Instructions to follow:
Extract from the entries below, exactly as given, only the lines from the line containing "return Ok(Err(rejection));" to the line containing "pub const ALL: [Grade;", both lines included.

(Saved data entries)
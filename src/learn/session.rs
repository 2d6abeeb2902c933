// Copyright 2025 Fernando Borretti
//
// Licensed under the Apache License, Version 2.0 (the "License");
// you may not use this file except in compliance with the License.
// You may obtain a copy of the License at
//
//     http://www.apache.org/licenses/LICENSE-2.0
//
// Unless required by applicable law or agreed to in writing, software
// distributed under the License is distributed on an "AS IS" BASIS,
// WITHOUT WARRANTIES OR CONDITIONS OF ANY KIND, either express or implied.
// See the License for the specific language governing permissions and
// limitations under the License.

use rand::rngs::StdRng;

use crate::clock::Clock;
use crate::error::Fallible;
use crate::learn::queue::LearnQueue;
use crate::learn::queue::QueueState;
use crate::learn::queue::Rejection;
use crate::learn::queue::SessionSummary;
use crate::scheduler::preview;
use crate::store::CardPatch;
use crate::store::CardStore;
use crate::types::card::Card;
use crate::types::grade::Grade;

/// A learning session over one deck. Ties the queue to the store the cards
/// are loaded from and written back to, and to the clock that stamps reviews.
pub struct Session<S: CardStore, C: Clock> {
    deck_id: String,
    store: S,
    clock: C,
    rng: StdRng,
    queue: LearnQueue,
}

impl<S: CardStore, C: Clock> Session<S, C> {
    pub fn new(deck_id: impl Into<String>, store: S, clock: C, rng: StdRng, cap: usize) -> Self {
        Self {
            deck_id: deck_id.into(),
            store,
            clock,
            rng,
            queue: LearnQueue::new(cap),
        }
    }

    pub fn queue(&self) -> &LearnQueue {
        &self.queue
    }

    #[cfg(test)]
    pub(crate) fn store(&self) -> &S {
        &self.store
    }

    pub fn current(&self) -> Option<&Card> {
        self.queue.current()
    }

    pub fn is_completed(&self) -> bool {
        self.queue.state() == QueueState::Completed
    }

    /// Load the deck and build the queue.
    pub fn start(&mut self) -> Fallible<Result<(), Rejection>> {
        if self.queue.state() != QueueState::NotStarted {
            return Ok(Err(Rejection::AlreadyStarted));
        }
        let cards = self.store.get(&self.deck_id)?;
        log::debug!("Loaded {} cards from deck {}.", cards.len(), self.deck_id);
        let now = self.clock.now();
        Ok(self.queue.start(cards, now, &mut self.rng))
    }

    pub fn reveal(&mut self) -> Result<(), Rejection> {
        let result = self.queue.reveal();
        if let Err(rejection) = result {
            log::warn!("Reveal rejected: {rejection}.");
        }
        result
    }

    /// Grade the current card and write its new schedule to the store. The
    /// queue only moves on once the write has succeeded.
    pub fn grade(&mut self, grade: Grade) -> Fallible<Result<Card, Rejection>> {
        let now = self.clock.now();
        let card = match self.queue.prepare(grade, now) {
            Ok(card) => card,
            Err(rejection) => {
                log::warn!("Grade rejected: {rejection}.");
                return Ok(Err(rejection));
            }
        };
        log::debug!(
            "{} {} ef={:.2} interval={}d due={}",
            card.id().short(),
            grade.as_str(),
            card.ef,
            card.interval,
            card.due
        );
        self.store
            .update(&self.deck_id, card.id(), &CardPatch::from(&card))?;
        Ok(self.queue.commit(grade, card.clone()).map(|()| card))
    }

    /// The interval each grade would give the current card right now.
    pub fn preview(&self) -> Option<[u32; 4]> {
        self.current().map(|card| preview(card, self.clock.now()))
    }

    pub fn summary(&self) -> SessionSummary {
        self.queue.summary()
    }

    /// Abandon the session. Cards graded so far have already been saved.
    pub fn end(&mut self) {
        log::debug!(
            "Ending session after {} of {} cards.",
            self.queue.graded(),
            self.queue.total()
        );
        self.queue.end();
    }
}
// Copyright 2025 Fernando Borretti
//
// Licensed under the Apache License, Version 2.0 (the "License");
// you may not use this file except in compliance with the License.
// You may obtain a copy of the License at
//
//     http://www.apache.org/licenses/LICENSE-2.0
//
// Unless required by applicable law or agreed to in writing, software
// distributed under the License is distributed on an "AS IS" BASIS,
// WITHOUT WARRANTIES OR CONDITIONS OF ANY KIND, either express or implied.
// See the License for the specific language governing permissions and
// limitations under the License.

use serde::Serialize;

use crate::error::ErrorReport;
use crate::error::fail;

/// How well the user remembered a card.
#[derive(Clone, Copy, PartialEq, Eq, Debug, Serialize)]
pub enum Grade {
    Again,
    Hard,
    Good,
    Easy,
}

impl Grade {
    pub const ALL: [Grade; 4] = [Grade::Again, Grade::Hard, Grade::Good, Grade::Easy];

    pub fn as_str(&self) -> &'static str {
        match self {
            Grade::Again => "again",
            Grade::Hard => "hard",
            Grade::Good => "good",
            Grade::Easy => "easy",
        }
    }

    pub fn ordinal(self) -> u8 {
        match self {
            Grade::Again => 0,
            Grade::Hard => 1,
            Grade::Good => 2,
            Grade::Easy => 3,
        }
    }
}

impl TryFrom<u8> for Grade {
    type Error = ErrorReport;

    fn try_from(value: u8) -> Result<Self, Self::Error> {
        match value {
            0 => Ok(Grade::Again),
            1 => Ok(Grade::Hard),
            2 => Ok(Grade::Good),
            3 => Ok(Grade::Easy),
            _ => fail(format!("invalid grade: {value}")),
        }
    }
}

#[cfg(test)]
mod tests {
    use super::*;

    #[test]
    fn test_ordinals_round_trip() {
        for grade in Grade::ALL {
            assert_eq!(Grade::try_from(grade.ordinal()), Ok(grade));
        }
    }

    #[test]
    fn test_out_of_range_is_rejected() {
        let err = Grade::try_from(4).unwrap_err();
        assert_eq!(err.to_string(), "error: invalid grade: 4");
        assert!(Grade::try_from(u8::MAX).is_err());
    }
}
// Copyright 2025 Fernando Borretti
//
// Licensed under the Apache License, Version 2.0 (the "License");
// you may not use this file except in compliance with the License.
// You may obtain a copy of the License at
//
//     http://www.apache.org/licenses/LICENSE-2.0
//
// Unless required by applicable law or agreed to in writing, software
// distributed under the License is distributed on an "AS IS" BASIS,
// WITHOUT WARRANTIES OR CONDITIONS OF ANY KIND, either express or implied.
// See the License for the specific language governing permissions and
// limitations under the License.

use crate::types::timestamp::Timestamp;

pub trait Clock {
    fn now(&self) -> Timestamp;
}

pub struct SystemClock;

impl Clock for SystemClock {
    fn now(&self) -> Timestamp {
        Timestamp::now()
    }
}

#[cfg(test)]
pub use fixed::FixedClock;

#[cfg(test)]
mod fixed {
    use std::cell::Cell;

    use super::Clock;
    use crate::types::timestamp::Timestamp;

    /// A clock that only moves when told to.
    pub struct FixedClock {
        now: Cell<Timestamp>,
    }

    impl FixedClock {
        pub fn new(now: Timestamp) -> Self {
            Self {
                now: Cell::new(now),
            }
        }

        pub fn advance_millis(&self, millis: i64) {
            let now = self.now.get().into_millis() + millis;
            self.now.set(Timestamp::from_millis(now));
        }
    }

    impl Clock for FixedClock {
        fn now(&self) -> Timestamp {
            self.now.get()
        }
    }
}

The completed task:
                return Ok(Err(rejection));
            }
        };
        log::debug!(
            "{} {} ef={:.2} interval={}d due={}",
            card.id().short(),
            grade.as_str(),
            card.ef,
            card.interval,
            card.due
        );
        self.store
            .update(&self.deck_id, card.id(), &CardPatch::from(&card))?;
        Ok(self.queue.commit(grade, card.clone()).map(|()| card))
    }

    /// The interval each grade would give the current card right now.
    pub fn preview(&self) -> Option<[u32; 4]> {
        self.current().map(|card| preview(card, self.clock.now()))
    }

    pub fn summary(&self) -> SessionSummary {
        self.queue.summary()
    }

    /// Abandon the session. Cards graded so far have already been saved.
    pub fn end(&mut self) {
        log::debug!(
            "Ending session after {} of {} cards.",
            self.queue.graded(),
            self.queue.total()
        );
        self.queue.end();
    }
}
// Copyright 2025 Fernando Borretti
//
// Licensed under the Apache License, Version 2.0 (the "License");
// you may not use this file except in compliance with the License.
// You may obtain a copy of the License at
//
//     http://www.apache.org/licenses/LICENSE-2.0
//
// Unless required by applicable law or agreed to in writing, software
// distributed under the License is distributed on an "AS IS" BASIS,
// WITHOUT WARRANTIES OR CONDITIONS OF ANY KIND, either express or implied.
// See the License for the specific language governing permissions and
// limitations under the License.

use serde::Serialize;

use crate::error::ErrorReport;
use crate::error::fail;

/// How well the user remembered a card.
#[derive(Clone, Copy, PartialEq, Eq, Debug, Serialize)]
pub enum Grade {
    Again,
    Hard,
    Good,
    Easy,
}

impl Grade {
    pub const ALL: [Grade; 4] = [Grade::Again, Grade::Hard, Grade::Good, Grade::Easy];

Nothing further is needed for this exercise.